**Required action:**
In the entries below, filter for the word "Rect" and copy every matching line.

**Information given:**

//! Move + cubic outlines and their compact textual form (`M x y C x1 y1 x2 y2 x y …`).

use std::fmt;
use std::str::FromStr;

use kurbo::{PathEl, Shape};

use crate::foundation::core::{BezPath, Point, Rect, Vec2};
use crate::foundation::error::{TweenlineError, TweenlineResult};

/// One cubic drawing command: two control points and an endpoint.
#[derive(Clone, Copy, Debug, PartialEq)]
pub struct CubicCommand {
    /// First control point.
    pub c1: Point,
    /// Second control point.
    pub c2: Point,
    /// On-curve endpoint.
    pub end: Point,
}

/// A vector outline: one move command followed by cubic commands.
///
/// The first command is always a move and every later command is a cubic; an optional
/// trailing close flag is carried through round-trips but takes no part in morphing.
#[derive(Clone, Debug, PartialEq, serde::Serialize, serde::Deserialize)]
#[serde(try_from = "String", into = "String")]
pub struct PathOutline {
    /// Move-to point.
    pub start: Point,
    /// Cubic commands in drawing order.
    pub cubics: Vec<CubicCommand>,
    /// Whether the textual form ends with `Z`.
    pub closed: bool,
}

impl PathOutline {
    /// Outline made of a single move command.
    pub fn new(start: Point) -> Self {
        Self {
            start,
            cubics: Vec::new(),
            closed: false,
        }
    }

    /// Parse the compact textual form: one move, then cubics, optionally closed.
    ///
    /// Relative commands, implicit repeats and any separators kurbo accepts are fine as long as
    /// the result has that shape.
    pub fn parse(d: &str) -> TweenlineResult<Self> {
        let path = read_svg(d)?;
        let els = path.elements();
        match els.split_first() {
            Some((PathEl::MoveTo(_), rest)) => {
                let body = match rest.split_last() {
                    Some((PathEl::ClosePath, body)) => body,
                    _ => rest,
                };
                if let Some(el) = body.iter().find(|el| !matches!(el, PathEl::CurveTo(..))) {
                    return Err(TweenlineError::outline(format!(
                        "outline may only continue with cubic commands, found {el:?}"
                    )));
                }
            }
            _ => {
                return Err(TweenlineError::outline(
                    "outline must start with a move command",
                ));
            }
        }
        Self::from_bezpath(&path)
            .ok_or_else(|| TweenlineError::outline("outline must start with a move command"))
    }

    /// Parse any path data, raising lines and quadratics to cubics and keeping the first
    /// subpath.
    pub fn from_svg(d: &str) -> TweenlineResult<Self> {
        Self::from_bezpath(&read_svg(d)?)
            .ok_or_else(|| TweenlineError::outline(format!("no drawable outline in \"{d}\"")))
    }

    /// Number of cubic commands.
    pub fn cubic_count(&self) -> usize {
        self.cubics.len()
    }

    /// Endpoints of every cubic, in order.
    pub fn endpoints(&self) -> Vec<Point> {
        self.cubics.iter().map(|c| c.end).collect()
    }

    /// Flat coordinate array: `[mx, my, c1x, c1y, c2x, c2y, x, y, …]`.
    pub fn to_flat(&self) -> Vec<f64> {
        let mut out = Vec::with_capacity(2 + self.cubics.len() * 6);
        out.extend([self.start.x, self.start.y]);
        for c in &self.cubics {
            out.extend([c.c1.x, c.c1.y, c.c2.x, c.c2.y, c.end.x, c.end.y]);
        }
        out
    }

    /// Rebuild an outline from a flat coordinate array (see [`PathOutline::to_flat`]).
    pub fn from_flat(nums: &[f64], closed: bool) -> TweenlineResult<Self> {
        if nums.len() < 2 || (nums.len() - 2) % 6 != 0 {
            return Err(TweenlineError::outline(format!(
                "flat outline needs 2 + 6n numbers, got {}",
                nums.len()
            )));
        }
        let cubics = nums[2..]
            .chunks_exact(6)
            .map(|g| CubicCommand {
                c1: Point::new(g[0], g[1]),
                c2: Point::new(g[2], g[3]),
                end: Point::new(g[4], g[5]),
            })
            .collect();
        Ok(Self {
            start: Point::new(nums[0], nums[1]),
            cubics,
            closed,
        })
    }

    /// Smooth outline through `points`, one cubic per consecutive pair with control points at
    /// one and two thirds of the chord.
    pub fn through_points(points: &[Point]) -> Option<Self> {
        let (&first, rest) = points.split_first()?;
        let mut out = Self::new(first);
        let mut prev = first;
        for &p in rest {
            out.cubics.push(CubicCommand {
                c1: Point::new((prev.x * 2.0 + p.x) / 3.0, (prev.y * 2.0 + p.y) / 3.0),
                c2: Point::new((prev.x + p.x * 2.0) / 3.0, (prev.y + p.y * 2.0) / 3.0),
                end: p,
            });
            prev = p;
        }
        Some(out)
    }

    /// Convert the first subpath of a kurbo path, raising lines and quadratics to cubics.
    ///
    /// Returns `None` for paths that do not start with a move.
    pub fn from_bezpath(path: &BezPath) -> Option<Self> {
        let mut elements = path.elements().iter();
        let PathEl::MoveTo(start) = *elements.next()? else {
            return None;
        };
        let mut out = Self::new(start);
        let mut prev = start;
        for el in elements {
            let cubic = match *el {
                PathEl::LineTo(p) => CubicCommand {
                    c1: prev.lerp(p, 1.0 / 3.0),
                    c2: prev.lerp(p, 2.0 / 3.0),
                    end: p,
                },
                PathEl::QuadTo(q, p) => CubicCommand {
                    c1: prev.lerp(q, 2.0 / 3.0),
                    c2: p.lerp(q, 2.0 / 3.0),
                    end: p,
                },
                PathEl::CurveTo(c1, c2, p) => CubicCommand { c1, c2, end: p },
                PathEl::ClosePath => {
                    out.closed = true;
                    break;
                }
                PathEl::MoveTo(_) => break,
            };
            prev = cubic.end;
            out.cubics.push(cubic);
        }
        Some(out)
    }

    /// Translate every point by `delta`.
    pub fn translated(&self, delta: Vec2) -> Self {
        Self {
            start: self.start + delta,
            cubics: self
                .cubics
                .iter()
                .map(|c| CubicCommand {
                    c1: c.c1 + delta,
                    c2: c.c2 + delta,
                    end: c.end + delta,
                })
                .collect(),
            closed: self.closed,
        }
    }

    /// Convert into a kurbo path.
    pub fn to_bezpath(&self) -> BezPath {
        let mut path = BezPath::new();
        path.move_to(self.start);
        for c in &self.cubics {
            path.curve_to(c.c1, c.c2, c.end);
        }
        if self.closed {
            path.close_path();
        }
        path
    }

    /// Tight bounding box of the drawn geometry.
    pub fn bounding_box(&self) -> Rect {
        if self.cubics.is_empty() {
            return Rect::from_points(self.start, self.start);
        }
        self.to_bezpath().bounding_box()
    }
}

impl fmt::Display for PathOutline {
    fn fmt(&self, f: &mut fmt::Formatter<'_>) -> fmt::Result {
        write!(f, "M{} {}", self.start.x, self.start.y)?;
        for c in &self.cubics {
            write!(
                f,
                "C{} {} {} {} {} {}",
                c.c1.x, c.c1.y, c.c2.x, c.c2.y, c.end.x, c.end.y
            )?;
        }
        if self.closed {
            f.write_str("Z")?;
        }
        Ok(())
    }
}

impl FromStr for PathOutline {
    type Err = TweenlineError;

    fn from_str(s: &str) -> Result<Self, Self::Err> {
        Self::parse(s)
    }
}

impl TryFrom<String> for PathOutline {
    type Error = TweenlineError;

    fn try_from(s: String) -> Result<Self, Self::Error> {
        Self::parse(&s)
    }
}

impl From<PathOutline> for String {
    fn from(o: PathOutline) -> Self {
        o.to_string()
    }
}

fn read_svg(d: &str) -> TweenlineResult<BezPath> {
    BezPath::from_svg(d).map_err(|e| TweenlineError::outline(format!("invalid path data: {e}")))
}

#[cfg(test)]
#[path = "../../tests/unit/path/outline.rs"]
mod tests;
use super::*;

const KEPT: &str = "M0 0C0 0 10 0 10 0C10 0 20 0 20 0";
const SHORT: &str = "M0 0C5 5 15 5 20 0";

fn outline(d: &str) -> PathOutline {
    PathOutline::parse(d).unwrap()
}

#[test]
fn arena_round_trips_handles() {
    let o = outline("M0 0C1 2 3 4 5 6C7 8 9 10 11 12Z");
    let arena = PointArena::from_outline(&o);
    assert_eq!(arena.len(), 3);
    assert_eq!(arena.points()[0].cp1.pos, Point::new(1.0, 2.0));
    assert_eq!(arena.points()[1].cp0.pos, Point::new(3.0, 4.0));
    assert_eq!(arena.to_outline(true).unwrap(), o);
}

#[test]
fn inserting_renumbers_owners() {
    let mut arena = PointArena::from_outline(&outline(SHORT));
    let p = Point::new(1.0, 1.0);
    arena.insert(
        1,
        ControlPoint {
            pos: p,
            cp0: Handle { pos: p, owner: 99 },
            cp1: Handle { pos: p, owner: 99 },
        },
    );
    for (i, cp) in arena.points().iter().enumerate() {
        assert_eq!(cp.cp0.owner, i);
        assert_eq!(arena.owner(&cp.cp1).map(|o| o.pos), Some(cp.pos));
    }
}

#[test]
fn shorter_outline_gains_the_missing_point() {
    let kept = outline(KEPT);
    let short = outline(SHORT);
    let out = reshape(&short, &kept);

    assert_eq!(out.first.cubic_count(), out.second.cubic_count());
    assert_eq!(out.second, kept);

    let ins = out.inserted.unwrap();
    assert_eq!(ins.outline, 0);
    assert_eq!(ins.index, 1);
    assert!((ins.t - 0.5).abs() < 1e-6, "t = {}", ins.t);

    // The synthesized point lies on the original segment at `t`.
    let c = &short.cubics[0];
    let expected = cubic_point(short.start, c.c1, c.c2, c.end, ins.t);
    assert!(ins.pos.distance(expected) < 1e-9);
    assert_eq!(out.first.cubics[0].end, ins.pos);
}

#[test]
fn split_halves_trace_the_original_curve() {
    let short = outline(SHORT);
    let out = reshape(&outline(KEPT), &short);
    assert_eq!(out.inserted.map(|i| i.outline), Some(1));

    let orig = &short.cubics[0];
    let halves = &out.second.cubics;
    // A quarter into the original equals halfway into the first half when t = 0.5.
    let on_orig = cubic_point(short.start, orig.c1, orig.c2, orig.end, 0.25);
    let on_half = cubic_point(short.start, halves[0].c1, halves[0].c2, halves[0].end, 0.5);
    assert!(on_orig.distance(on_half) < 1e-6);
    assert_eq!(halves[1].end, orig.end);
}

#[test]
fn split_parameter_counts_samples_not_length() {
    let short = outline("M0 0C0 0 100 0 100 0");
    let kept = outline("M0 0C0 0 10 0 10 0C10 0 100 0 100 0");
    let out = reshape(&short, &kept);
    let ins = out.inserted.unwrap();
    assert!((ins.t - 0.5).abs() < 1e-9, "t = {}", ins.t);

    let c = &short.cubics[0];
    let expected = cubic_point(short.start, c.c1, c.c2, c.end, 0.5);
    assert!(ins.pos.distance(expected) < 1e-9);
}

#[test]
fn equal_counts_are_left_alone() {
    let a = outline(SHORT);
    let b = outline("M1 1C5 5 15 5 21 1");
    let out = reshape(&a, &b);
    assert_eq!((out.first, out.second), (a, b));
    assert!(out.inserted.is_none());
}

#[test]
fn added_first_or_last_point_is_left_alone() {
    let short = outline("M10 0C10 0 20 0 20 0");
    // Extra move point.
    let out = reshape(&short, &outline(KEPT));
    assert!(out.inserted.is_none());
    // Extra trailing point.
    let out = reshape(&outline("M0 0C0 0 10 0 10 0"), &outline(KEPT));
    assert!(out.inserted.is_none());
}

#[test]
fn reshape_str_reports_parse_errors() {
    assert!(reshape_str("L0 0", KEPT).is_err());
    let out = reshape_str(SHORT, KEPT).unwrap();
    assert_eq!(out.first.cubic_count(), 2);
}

**Problem solution:**
use crate::foundation::core::{BezPath, Point, Rect, Vec2};
    pub fn bounding_box(&self) -> Rect {
            return Rect::from_points(self.start, self.start);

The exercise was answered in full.